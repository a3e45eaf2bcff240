use crate::loader::Format;

#[derive(Debug, PartialEq)]
pub struct Config {
    pub filename: String,
    pub debug: bool,
    pub format: Option<Format>,
}

impl Config {
    /// Parses a plain argument list (`program_name filename [--debug] [--format hex|binary]`).
    pub fn with(args: &[String]) -> Result<Self, &'static str> {
        if args.len() < 2 {
            return Err("not enough arguments");
        }

        let mut config = Self {
            filename: String::new(),
            debug: false,
            format: None,
        };

        let mut iter = args.iter().skip(1).peekable();
        while let Some(arg) = iter.next() {
            if arg == "--debug" {
                config.debug = true;
            } else if arg == "--format" {
                let value = iter.next().ok_or("--format requires a value")?;
                config.format = Some(match value.as_str() {
                    "hex" => Format::Hex,
                    "binary" => Format::Binary,
                    _ => return Err("--format must be \"hex\" or \"binary\""),
                });
            } else {
                config.filename = arg.clone();
            }
        }

        if config.filename.is_empty() {
            return Err("not enough arguments");
        }

        Ok(config)
    }

    /// The format to load with: explicit `--format`, else sniffed from
    /// the filename's extension.
    pub fn format(&self) -> Format {
        self.format.unwrap_or_else(|| Format::from_extension(&self.filename))
    }
}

▶ [Required work] Only the lines from the beginning of the data above through the line containing "config.debug = true;" should be repeated, exactly as they appear.

▶ [Response to the task]
repository a3e45eaf2bcff240
use crate::loader::Format;

#[derive(Debug, PartialEq)]
pub struct Config {
    pub filename: String,
    pub debug: bool,
    pub format: Option<Format>,
}

impl Config {
    /// Parses a plain argument list (`program_name filename [--debug] [--format hex|binary]`).
    pub fn with(args: &[String]) -> Result<Self, &'static str> {
        if args.len() < 2 {
            return Err("not enough arguments");
        }

        let mut config = Self {
            filename: String::new(),
            debug: false,
            format: None,
        };

        let mut iter = args.iter().skip(1).peekable();
        while let Some(arg) = iter.next() {
            if arg == "--debug" {
                config.debug = true;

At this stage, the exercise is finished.